R/classifyScoresVectorByRCI.R

Defines functions classifyScoresVectorByRCI

Documented in classifyScoresVectorByRCI

#' Function to classify changes using the RCI paradigm
#'
#' @param scoreChange numeric vector of score changes
#' @param score1 numeric vector of baseline scores (if not giving scoreChange)
#' @param score2 numeric vector of final scores (if not giving scoreChange)
#' @param RCI numeric value of the RCI
#' @param cueing whether measure is cued positively or negatively
#' @param verbose logical: suppresses messages if FALSE
#' @param returnTable logical: whether summary table returned (TRUE) or a tibble of classified scores (FALSE)
#' @param dp numeric: number of decimal places in percentages (if returnTable TRUE)

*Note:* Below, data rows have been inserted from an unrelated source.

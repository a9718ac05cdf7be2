//! Prometheus metrics infrastructure
//!
//! Installs the Prometheus exporter and provides the metric sets matchd
//! publishes: connection activity on the WebSocket front door and periodic
//! samples of the matching core's counters.

use metrics::{counter, gauge, Counter, Gauge};
use metrics_exporter_prometheus::PrometheusBuilder;
use std::net::SocketAddr;

/// Initialize the Prometheus metrics exporter
///
/// This starts an HTTP server on the specified port that exposes metrics
/// at the `/metrics` endpoint.
///
/// ```ignore
/// observability::metrics::init_metrics(9090)?;
/// // Metrics available at http://localhost:9090/metrics
/// ```
pub fn init_metrics(port: u16) -> anyhow::Result<()> {
    let addr: SocketAddr = format!("0.0.0.0:{}", port).parse()?;

    PrometheusBuilder::new()
        .with_http_listener(addr)
        .install()?;

    tracing::info!(%addr, "Metrics server listening");
    Ok(())
}

/// Connection metrics for one server
///
/// * `server_active_connections` - Number of open connections
/// * `server_messages_total` - Inbound messages accepted for processing
/// * `server_messages_dropped_total` - Inbound messages that could not be decoded
/// * `server_send_failures_total` - Outbound writes that failed
#[derive(Clone)]
pub struct ServerMetrics {
    active_connections: Gauge,
    messages: Counter,
    dropped: Counter,
    send_failures: Counter,
    server_name: String,
}

impl ServerMetrics {
    /// Create metrics for a specific server (e.g. "websocket")
    pub fn new(server_name: &str) -> Self {
        let name = server_name.to_string();

        Self {
            active_connections: gauge!("server_active_connections", "server" => name.clone()),
            messages: counter!("server_messages_total", "server" => name.clone()),
            dropped: counter!("server_messages_dropped_total", "server" => name.clone()),
            send_failures: counter!("server_send_failures_total", "server" => name.clone()),
            server_name: name,
        }
    }

    /// Increment active connections (call when a connection is opened)
    pub fn connection_opened(&self) {
        self.active_connections.increment(1.0);
    }

    /// Decrement active connections (call when a connection is closed)
    pub fn connection_closed(&self) {
        self.active_connections.decrement(1.0);
    }

    pub fn message_received(&self) {
        self.messages.increment(1);
    }

    pub fn message_dropped(&self) {
        self.dropped.increment(1);
    }

    pub fn send_failed(&self) {
        self.send_failures.increment(1);
    }

    /// Get the server name
    pub fn server_name(&self) -> &str {
        &self.server_name
    }
}

/// Point-in-time reading of the matching core
#[derive(Debug, Clone, Copy, Default, PartialEq, Eq)]
pub struct MatchSample {
    pub submitted: u64,
    pub rejected: u64,
    pub pairs_emitted: u64,
    pub delivered: u64,
    pub failed: u64,
    pub pending_events: u64,
    pub queued: u64,
    pub connections: u64,
}

/// Matching metrics, updated from periodic [`MatchSample`]s
///
/// Counters are set to the sampled totals, gauges to the sampled levels.
#[derive(Clone)]
pub struct MatchMetrics {
    submitted: Counter,
    rejected: Counter,
    pairs: Counter,
    delivered: Counter,
    failed: Counter,
    pending: Gauge,
    queued: Gauge,
    connections: Gauge,
}

impl MatchMetrics {
    pub fn new() -> Self {
        Self {
            submitted: counter!("matchd_requests_submitted_total"),
            rejected: counter!("matchd_requests_rejected_total"),
            pairs: counter!("matchd_pairs_total"),
            delivered: counter!("matchd_pairs_delivered_total"),
            failed: counter!("matchd_pairs_failed_total"),
            pending: gauge!("matchd_pending_events"),
            queued: gauge!("matchd_queued_requests"),
            connections: gauge!("matchd_registered_connections"),
        }
    }

    pub fn record(&self, sample: &MatchSample) {
        self.submitted.absolute(sample.submitted);
        self.rejected.absolute(sample.rejected);
        self.pairs.absolute(sample.pairs_emitted);
        self.delivered.absolute(sample.delivered);
        self.failed.absolute(sample.failed);
        self.pending.set(sample.pending_events as f64);
        self.queued.set(sample.queued as f64);
        self.connections.set(sample.connections as f64);
    }
}

impl Default for MatchMetrics {
    fn default() -> Self {
        Self::new()
    }
}

#[cfg(test)]
mod tests {
    use super::*;

    #[test]
    fn test_server_metrics_creation() {
        // No recorder installed; handles are no-ops
        let metrics = ServerMetrics::new("websocket");
        metrics.connection_opened();
        metrics.message_received();
        metrics.connection_closed();
        assert_eq!(metrics.server_name(), "websocket");
    }

    #[test]
    fn test_match_metrics_record() {
        let metrics = MatchMetrics::new();
        metrics.record(&MatchSample {
            submitted: 10,
            pairs_emitted: 4,
            ..MatchSample::default()
        });
    }
}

#' @param addCI logical: whether to add confidence intervals around observed percentages e.g. "69.6% to 87.5%"
#' @param returnNumeric logical: whether to return values as numeric or as nicely formatted strings (the default)

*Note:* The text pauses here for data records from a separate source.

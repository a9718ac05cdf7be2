//! WebSocket server implementation using Tokio-Tungstenite
//!
//! Every accepted connection gets a [`ConnectionHandle`]: a cloneable sender
//! that lets any task push frames to that client and, with
//! [`ConnectionHandle::send`], wait until the frame has been written to the
//! socket. Inbound frames go to a [`MessageHandler`].

use async_trait::async_trait;
use futures::{SinkExt, StreamExt};
use observability::ServerMetrics;
use parking_lot::RwLock as SyncRwLock;
use std::collections::HashMap;
use std::net::SocketAddr;
use std::sync::atomic::{AtomicBool, AtomicU64, Ordering};
use std::sync::Arc;
use std::time::Duration;
use tokio::net::{TcpListener, TcpStream};
use tokio::sync::{mpsc, oneshot, RwLock};
use tokio::task::JoinSet;
use tokio_tungstenite::{accept_async, tungstenite::Message};
use tokio_util::sync::CancellationToken;
use tracing::{debug, error, info, warn};

use crate::config::ServerConfig;
use crate::error::{Result, ServerError};
use crate::traits::Server;

/// A unique identifier for each WebSocket connection
pub type ConnectionId = u64;

/// Frames queued per connection before senders wait
const OUTBOUND_BUFFER: usize = 256;

/// Time allowed for open connections to close after shutdown
const CLOSE_TIMEOUT: Duration = Duration::from_secs(10);

struct Outbound {
    message: Message,
    ack: oneshot::Sender<std::result::Result<(), String>>,
}

/// Write side of one live connection
#[derive(Clone)]
pub struct ConnectionHandle {
    id: ConnectionId,
    peer_addr: SocketAddr,
    tx: mpsc::Sender<Outbound>,
}

impl ConnectionHandle {
    pub fn id(&self) -> ConnectionId {
        self.id
    }

    pub fn peer_addr(&self) -> SocketAddr {
        self.peer_addr
    }

    /// Queue a frame and wait until it has been written to the socket
    pub async fn send(&self, message: Message) -> Result<()> {
        let (ack_tx, ack_rx) = oneshot::channel();
        self.tx
            .send(Outbound {
                message,
                ack: ack_tx,
            })
            .await
            .map_err(|_| ServerError::ConnectionClosed { id: self.id })?;

        match ack_rx.await {
            Ok(Ok(())) => Ok(()),
            Ok(Err(reason)) => Err(ServerError::send_failed(self.id, reason)),
            Err(_) => Err(ServerError::ConnectionClosed { id: self.id }),
        }
    }

    /// True once the connection task has exited
    pub fn is_closed(&self) -> bool {
        self.tx.is_closed()
    }
}

impl std::fmt::Debug for ConnectionHandle {
    fn fmt(&self, f: &mut std::fmt::Formatter<'_>) -> std::fmt::Result {
        f.debug_struct("ConnectionHandle")
            .field("id", &self.id)
            .field("peer_addr", &self.peer_addr)
            .finish()
    }
}

/// Trait for handling WebSocket messages
///
/// ```ignore
/// struct Greeter;
///
/// impl MessageHandler for Greeter {
///     fn handle(&self, conn: &ConnectionHandle, message: Message) -> Option<Message> {
///         match message {
///             Message::Text(name) => Some(Message::Text(format!("hello {name}"))),
///             _ => None,
///         }
///     }
/// }
/// ```
pub trait MessageHandler: Send + Sync {
    /// Handle an incoming message and optionally return a response
    fn handle(&self, conn: &ConnectionHandle, message: Message) -> Option<Message>;

    /// Called once the upgrade has completed; the handle may be kept
    fn on_connect(&self, _conn: &ConnectionHandle) {}

    /// Called when a connection is closed
    fn on_disconnect(&self, _conn_id: ConnectionId) {}
}

/// WebSocket server with connection tracking
#[derive(Clone)]
pub struct WebSocketServer {
    config: ServerConfig,
    running: Arc<AtomicBool>,
    bound_addr: Arc<SyncRwLock<Option<SocketAddr>>>,
    next_conn_id: Arc<AtomicU64>,
    connections: Arc<RwLock<HashMap<ConnectionId, SocketAddr>>>,
    handler: Arc<dyn MessageHandler>,
    metrics: ServerMetrics,
}

impl WebSocketServer {
    /// Listener on the configured WebSocket port; every frame goes to `handler`
    pub fn new(config: ServerConfig, handler: Arc<dyn MessageHandler>) -> Self {
        Self {
            config,
            running: Arc::new(AtomicBool::new(false)),
            bound_addr: Arc::new(SyncRwLock::new(None)),
            next_conn_id: Arc::new(AtomicU64::new(1)),
            connections: Arc::new(RwLock::new(HashMap::new())),
            handler,
            metrics: ServerMetrics::new("websocket"),
        }
    }

    fn bind_addr(&self) -> Result<SocketAddr> {
        self.config
            .websocket_addr()
            .ok_or_else(|| ServerError::ConfigError("WebSocket port not configured".into()))?
    }

    /// Get the server configuration
    pub fn config(&self) -> &ServerConfig {
        &self.config
    }

    pub async fn connection_count(&self) -> usize {
        self.connections.read().await.len()
    }

    fn next_connection_id(&self) -> ConnectionId {
        self.next_conn_id.fetch_add(1, Ordering::SeqCst)
    }

    async fn register_connection(&self, handle: &ConnectionHandle) {
        self.connections
            .write()
            .await
            .insert(handle.id(), handle.peer_addr());
        self.metrics.connection_opened();
        self.handler.on_connect(handle);
    }

    async fn unregister_connection(&self, id: ConnectionId) {
        self.connections.write().await.remove(&id);
        self.metrics.connection_closed();
        self.handler.on_disconnect(id);
    }

    /// Handle a single WebSocket connection
    async fn handle_connection(
        &self,
        conn_id: ConnectionId,
        stream: TcpStream,
        peer_addr: SocketAddr,
        conn_token: CancellationToken,
    ) -> Result<()> {
        debug!(conn_id, %peer_addr, "TCP connection accepted");

        let ws_stream = accept_async(stream).await.map_err(ServerError::WebSocket)?;
        let (mut ws_sender, mut ws_receiver) = ws_stream.split();

        let (out_tx, mut out_rx) = mpsc::channel::<Outbound>(OUTBOUND_BUFFER);
        let handle = ConnectionHandle {
            id: conn_id,
            peer_addr,
            tx: out_tx,
        };
        self.register_connection(&handle).await;

        loop {
            tokio::select! {
                _ = conn_token.cancelled() => {
                    debug!(conn_id, "Connection shutting down due to server shutdown");
                    let _ = ws_sender.send(Message::Close(None)).await;
                    break;
                }

                Some(outbound) = out_rx.recv() => {
                    let result = ws_sender.send(outbound.message).await;
                    let status = result.as_ref().map(|_| ()).map_err(|e| e.to_string());
                    let _ = outbound.ack.send(status);
                    if let Err(e) = result {
                        self.metrics.send_failed();
                        error!(conn_id, %e, "Failed to push WebSocket message");
                        break;
                    }
                }

                msg = ws_receiver.next() => {
                    match msg {
                        Some(Ok(message)) => {
                            if message.is_close() {
                                debug!(conn_id, "WebSocket client disconnected gracefully");
                                break;
                            }

                            if message.is_text() || message.is_binary() {
                                self.metrics.message_received();
                            }
                            if let Some(response) = self.handler.handle(&handle, message) {
                                if let Err(e) = ws_sender.send(response).await {
                                    self.metrics.send_failed();
                                    error!(conn_id, %e, "Failed to send WebSocket message");
                                    break;
                                }
                            }
                        }
                        Some(Err(e)) => {
                            warn!(conn_id, %e, "WebSocket error");
                            break;
                        }
                        None => {
                            debug!(conn_id, "WebSocket stream ended");
                            break;
                        }
                    }
                }
            }
        }

        // Fail queued writes instead of leaving their senders waiting
        out_rx.close();
        while let Ok(outbound) = out_rx.try_recv() {
            let _ = outbound.ack.send(Err("connection closed".to_string()));
        }

        self.unregister_connection(conn_id).await;
        debug!(conn_id, "WebSocket connection closed");
        Ok(())
    }
}

#[async_trait]
impl Server for WebSocketServer {
    fn name(&self) -> &str {
        "websocket"
    }

    fn address(&self) -> Option<SocketAddr> {
        *self.bound_addr.read()
    }

    fn is_running(&self) -> bool {
        self.running.load(Ordering::SeqCst)
    }

    async fn run(&self, shutdown_token: CancellationToken) -> Result<()> {
        let addr = self.bind_addr()?;

        let listener = TcpListener::bind(&addr)
            .await
            .map_err(|e| ServerError::bind(addr.to_string(), e))?;

        let local_addr = listener.local_addr().map_err(ServerError::Io)?;
        *self.bound_addr.write() = Some(local_addr);

        info!(%local_addr, "WebSocket server listening");

        self.running.store(true, Ordering::SeqCst);

        let mut connections = JoinSet::new();

        loop {
            tokio::select! {
                _ = shutdown_token.cancelled() => {
                    info!("WebSocket server received shutdown signal");
                    break;
                }

                result = listener.accept() => {
                    match result {
                        Ok((stream, peer_addr)) => {
                            let conn_id = self.next_connection_id();
                            let server = self.clone();
                            let conn_token = shutdown_token.child_token();

                            connections.spawn(async move {
                                if let Err(e) = server
                                    .handle_connection(conn_id, stream, peer_addr, conn_token)
                                    .await
                                {
                                    debug!(conn_id, %e, "WebSocket connection ended with error");
                                }
                            });
                        }
                        Err(e) => {
                            error!(%e, "Failed to accept WebSocket connection");
                        }
                    }
                }

                Some(_) = connections.join_next(), if !connections.is_empty() => {}
            }
        }

        if !connections.is_empty() {
            info!(open = connections.len(), "Closing WebSocket connections");
            let drain = async { while connections.join_next().await.is_some() {} };
            if tokio::time::timeout(CLOSE_TIMEOUT, drain).await.is_err() {
                warn!("WebSocket connections did not close in time, aborting");
                connections.abort_all();
            }
        }

        self.running.store(false, Ordering::SeqCst);
        *self.bound_addr.write() = None;

        info!("WebSocket server shutdown complete");
        Ok(())
    }
}

#[cfg(test)]
mod tests {
    use super::*;
    use crate::traits::ServerExt;
    use parking_lot::Mutex;
    use tokio_tungstenite::connect_async;

    /// Replies with the frame it was given
    struct Echo;

    impl MessageHandler for Echo {
        fn handle(&self, _conn: &ConnectionHandle, message: Message) -> Option<Message> {
            (message.is_text() || message.is_binary()).then_some(message)
        }
    }

    /// Remembers the last connection it saw
    #[derive(Default)]
    struct CapturingHandler {
        last: Mutex<Option<ConnectionHandle>>,
    }

    impl MessageHandler for CapturingHandler {
        fn handle(&self, _conn: &ConnectionHandle, _message: Message) -> Option<Message> {
            None
        }

        fn on_connect(&self, conn: &ConnectionHandle) {
            *self.last.lock() = Some(conn.clone());
        }
    }

    fn echo_server() -> WebSocketServer {
        WebSocketServer::new(ServerConfig::websocket_only("127.0.0.1", 0), Arc::new(Echo))
    }

    async fn wait_for<T>(mut check: impl FnMut() -> Option<T>) -> T {
        tokio::time::timeout(Duration::from_secs(5), async {
            loop {
                if let Some(value) = check() {
                    return value;
                }
                tokio::time::sleep(Duration::from_millis(10)).await;
            }
        })
        .await
        .expect("condition not met in time")
    }

    #[tokio::test]
    async fn test_websocket_server_shutdown() {
        let (handle, token) = echo_server().spawn();

        tokio::time::sleep(Duration::from_millis(100)).await;
        token.cancel();

        let result = tokio::time::timeout(Duration::from_secs(5), handle).await;
        assert!(result.is_ok(), "Server should shutdown within timeout");
    }

    #[tokio::test]
    async fn test_handler_reply_round_trip() {
        let server = echo_server();
        let (handle, token) = server.clone().spawn();
        let addr = wait_for(|| server.address()).await;

        let (mut client, _) = connect_async(format!("ws://{addr}")).await.unwrap();
        client.send(Message::Text("ping".into())).await.unwrap();
        let reply = client.next().await.unwrap().unwrap();
        assert_eq!(reply, Message::Text("ping".into()));

        token.cancel();
        let _ = tokio::time::timeout(Duration::from_secs(5), handle).await;
    }

    #[tokio::test]
    async fn test_push_through_handle() {
        let handler = Arc::new(CapturingHandler::default());
        let server = WebSocketServer::new(
            ServerConfig::websocket_only("127.0.0.1", 0),
            handler.clone(),
        );
        let (handle, token) = server.clone().spawn();
        let addr = wait_for(|| server.address()).await;

        let (mut client, _) = connect_async(format!("ws://{addr}")).await.unwrap();
        let conn = wait_for(|| handler.last.lock().clone()).await;
        assert_eq!(server.connection_count().await, 1);

        conn.send(Message::Text("matched".into())).await.unwrap();
        let pushed = client.next().await.unwrap().unwrap();
        assert_eq!(pushed, Message::Text("matched".into()));

        client.close(None).await.unwrap();
        wait_for(|| conn.is_closed().then_some(())).await;
        assert!(conn.send(Message::Text("late".into())).await.is_err());

        token.cancel();
        let _ = tokio::time::timeout(Duration::from_secs(5), handle).await;
    }
}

#' @param CLsSeparate logical: returns CI as two separate variables instead of that string
#' @param conf numeric, gives the width of the confidence interval (if addCI is TRUE)
#'
#' @return a tibble, either of the summary breakdown with n and % by classification, or a tibble of the data with classified change
#' @export
#'
#' @importFrom dplyr left_join
#' @importFrom dplyr if_else
#' @importFrom dplyr rowwise
#' @importFrom dplyr ungroup
#' @importFrom tidyselect starts_with
#'
#' @section Warning:
#' Function is still under development.  Currently handles vector input.
#' I will be modifying it to handle data frame and tibble input but not sure how best to do that yet.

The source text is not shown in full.